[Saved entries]

****************************************

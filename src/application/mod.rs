// src/application/mod.rs
//
// Application Layer
//
// ARCHITECTURE:
// - Sits between the entry points (src/bin) and the services
// - Owns process concerns: wiring, logging, chart output
// - Never talks to the store directly except to open it

pub mod charts;
pub mod logging;
pub mod state;

pub use charts::{
    chart_path, render_genre_counts, render_ratings_by_genre, render_top_ratings,
    GENRE_COUNTS_FILE, RATINGS_BY_GENRE_FILE, TOP_RATINGS_FILE,
};
pub use logging::init_logging;
pub use state::{open_store, AppState};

****************************************

TASK REQUIREMENTS
Copy out every line of the entries where the string "logging" shows up.

PROBLEM SOLUTION
// - Owns process concerns: wiring, logging, chart output
pub mod logging;
pub use logging::init_logging;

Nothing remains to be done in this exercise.